The SQL on Hadoop landscape: An overview (Part I)

The SQL on Hadoop landscape: An overview (Part I)


We can attribute the first attempt at getting SQL functionality on top of Hadoop to Apache Hive. Initially developed at Facebook, this open source project’s main goal according to one of its creators was to “bring the power of Hadoop to more and more people and not just developers” [1].

The next player in this space came in 2012 when Cloudera released Impala and this opened the floodgates. When thinking about a SQL engine on top of Hadoop we now have the option to pick from Hive, Impala, Drill, Spark SQL, HAWQ, Big SQL, Presto, Shark and others. A substantial amount of vendors, traditionally working in the data warehousing space, now offer their own implementations to bring SQL to Hadoop. But why do we need to turn Hadoop into a SQL queryable system? Wasn’t it supposed to be an alternative to the classical SQL-centric relational databases? In this article I’d like talk a bit about the motivation of having SQL interface into Hadoop and also do a brief overview of the key players’ offerings.

The SQL on Hadoop motivation

There are in fact several key drivers behind the SQL on Hadoop necessity:

  • Data Warehouse Modernization – We are far beyond the RDBMS vs Hadoop point and all the big RDBMS vendors consider Hadoop as something that doesn’t replace but enhances the traditional data warehouse. IBM speak about leveraging big data technologies to enhance the capabilities of a traditional data warehouse [2]. Microsoft promote the idea of having a seamlessly integrated, side by side Hadoop installation for scaling out non-relational data [3]. Oracle go even further by suggesting a unified framework for their relational database, Hadoop, and Oracle NoSQL [4].

    There are three main scenarios (in order of increasing complexity) for data warehouse modernization:

    • Online archive – offloading infrequently accessed data from the data warehouse into Hadoop is a very common use case. It helps in cost reduction as it decreases the amount of RDBMS licences in the environment. It is also a more efficient way of storing cold data as the per GB price in Hadoop is much lower [5]. Another benefit is speeding up the data warehouse as it will have less data to deal with (faster table scans etc.)
    • Staging area – another very common use case is to use a Hadoop cluster for temporary storage where data can be pre-processed, filtered, and transformed before loading into the data warehouse.
    • Complex analytics is something the more advanced Hadoop users go for. What they do is to employ data scientists and use the data predominantly in Hadoop, running complex tasks like machine learning, often combining Hadoop core with Spark and projects using the Spark engine like Spark SQL and Spark R.
  • Existing skills – The strong presence of relational databases in private companies, government entities, and even on mobile devices (e.g. the android.database.sqlite package) has had a tremendous impact on the landscape of programming languages. A recent analysis [6] on the number of programming jobs, ranked SQL programming as the most in-demand skill on the IT job market in 2015.
    Most In Demand Programming Jobs

    Most In Demand Programming Jobs according to Coding Dojo [6]

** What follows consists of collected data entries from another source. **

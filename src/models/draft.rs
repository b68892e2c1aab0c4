//! Records produced by the content-generation gateway.

use serde::{Deserialize, Serialize};

use super::Category;

/// A validated article-shaped record with no id yet.
#[derive(Debug, Clone, PartialEq)]
pub struct ArticleDraft {
    pub title: String,
    pub summary: String,
    pub category: Category,
    pub source: Option<String>,
    /// English prompt for the image generator
    pub image_prompt: String,
}

/// A citation attached to a grounded search answer.
#[derive(Debug, Clone, Serialize, Deserialize, PartialEq)]
pub struct SearchSource {
    pub title: String,
    pub uri: String,
}

/// Grounded free-text search answer.
#[derive(Debug, Clone, Serialize, Deserialize, PartialEq)]
pub struct SearchSummary {
    pub text: String,
    pub sources: Vec<SearchSource>,
}

/// Structured review suggested from admin notes.
#[derive(Debug, Clone, Serialize, Deserialize, PartialEq)]
pub struct ReviewDraft {
    pub title: String,
    pub summary: String,
    /// 0-10, one decimal
    pub rating: f64,
}

/// Where generated articles take their image from.
#[derive(Debug, Clone, Copy, Serialize, Deserialize, PartialEq, Eq, Default)]
#[serde(rename_all = "lowercase")]
pub enum ImageMode {
    /// Image-generation endpoint built from the draft's prompt
    #[default]
    Ai,
    /// Placeholder; the admin supplies an image later
    Manual,
}

/// Request body for generating a news batch.
#[derive(Debug, Clone, Default, Deserialize)]
#[serde(rename_all = "camelCase")]
pub struct GenerateNewsRequest {
    #[serde(default)]
    pub topic: Option<String>,
    #[serde(default)]
    pub image_mode: ImageMode,
}

/// Request body for a grounded search.
#[derive(Debug, Clone, Deserialize)]
pub struct SearchLatestRequest {
    pub query: String,
}

/// Request body for a social feed import.
#[derive(Debug, Clone, Default, Deserialize)]
pub struct ImportFeedRequest {
    /// Feed handle, with or without a leading `@`
    #[serde(default)]
    pub handle: Option<String>,
}

/// Request body for review assistance.
#[derive(Debug, Clone, Deserialize)]
pub struct ReviewAssistRequest {
    pub title: String,
    #[serde(default)]
    pub notes: Option<String>,
}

    This makes SQL not only the lingua franca for databases but also a skill that is widely available across IT departments. Reusing SQL for accessing an entirely new data platform (Hadoop) is something that has value not only for developers but also for business analyst and other users that have picked up SQL because of specific business tools (e.g. business intelligence and analytics).

  • Existing tools – Finding a company that’s a completely green field and free from relational databases is quite unusual. As with existing skills, most companies have already spent a certain amount of money on tools that can extract and present data from relational databases. Being able to hook-up these tools to Hadoop via a standard interface (think JDBC/ODBC) can make a difference in leveraging the existing investments.
  • Reducing complexity - Let’s face it. Writing MapReduce jobs is not easy and writing Java is more difficult than writing SQL. Java is good from maintainability perspective as it is quite verbose but using it for running ad hoc queries is quite inconvenient. Writing MapReduce jobs requires a certain amount of boilerplate code and this easily puts off non-programmers.

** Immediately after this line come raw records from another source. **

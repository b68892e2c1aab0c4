//! Admin passphrase gate.
//!
//! A single shared passphrase guards the admin routes. Comparison is constant-time.

use axum::{
    extract::Request,
    http::{header, HeaderMap, StatusCode},
    middleware::Next,
    response::{IntoResponse, Response},
    Json,
};
use subtle::ConstantTimeEq;

use crate::errors::{codes, ErrorDetails, ErrorResponse};

/// Header name for the admin passphrase.
pub const ADMIN_KEY_HEADER: &str = "x-admin-key";

/// Admin auth layer function that takes the expected passphrase as a parameter.
pub async fn admin_auth_layer(
    expected_passphrase: Option<String>,
    request: Request,
    next: Next,
) -> Response {
    // If no passphrase is configured, allow all requests (dev mode)
    let Some(expected) = expected_passphrase else {
        return next.run(request).await;
    };

    match provided_passphrase(request.headers()) {
        Some(provided) if passphrase_matches(&provided, &expected) => next.run(request).await,
        Some(_) => unauthorized_response("Invalid admin passphrase"),
        None => unauthorized_response("Missing admin passphrase"),
    }
}

/// Passphrase from `x-admin-key`, falling back to a bearer token.
fn provided_passphrase(headers: &HeaderMap) -> Option<String> {
    headers
        .get(ADMIN_KEY_HEADER)
        .and_then(|v| v.to_str().ok())
        .or_else(|| {
            headers
                .get(header::AUTHORIZATION)
                .and_then(|v| v.to_str().ok())
                .and_then(|s| s.strip_prefix("Bearer "))
        })
        .map(|s| s.to_string())
}

/// Check a login attempt. With no passphrase configured every attempt succeeds.
pub fn verify_passphrase(expected: Option<&str>, attempt: &str) -> bool {
    match expected {
        Some(expected) => passphrase_matches(attempt, expected),
        None => true,
    }
}

/// Perform constant-time string comparison.
fn passphrase_matches(a: &str, b: &str) -> bool {
    a.as_bytes().ct_eq(b.as_bytes()).into()
}

/// Create an unauthorized response.
fn unauthorized_response(message: &str) -> Response {
    let body = ErrorResponse {
        success: false,
        error: ErrorDetails {
            code: codes::UNAUTHORIZED.to_string(),
            message: message.to_string(),
        },
        revision_id: 0,
    };

    (StatusCode::UNAUTHORIZED, Json(body)).into_response()
}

Given the favouring forecasts analyst give for the big data market (e.g. IDC believe that the big data market will grow at 26.5% annually and will go up to $41.5 billion through 2018 [7]) there is no wonder that the Hadoop distribution vendors together with the traditional RDBMS providers are willing to play in this space.

What options are out there

Apache Hive

As we already mentioned, Apache Hive was the first entry in the "SQL on Hadoop" space. It uses a language called HiveQL to provide an SQL-like interface into Hadoop. Strictly speaking HiveSQL is not SQL-92 compliant. It lacks widely used features like transactions and materialized view and although ACID support was added in version 0.14 the Hive documentation clearly states that "Hive is not designed for OLTP and does not offer real-time queries and row level updates" [8].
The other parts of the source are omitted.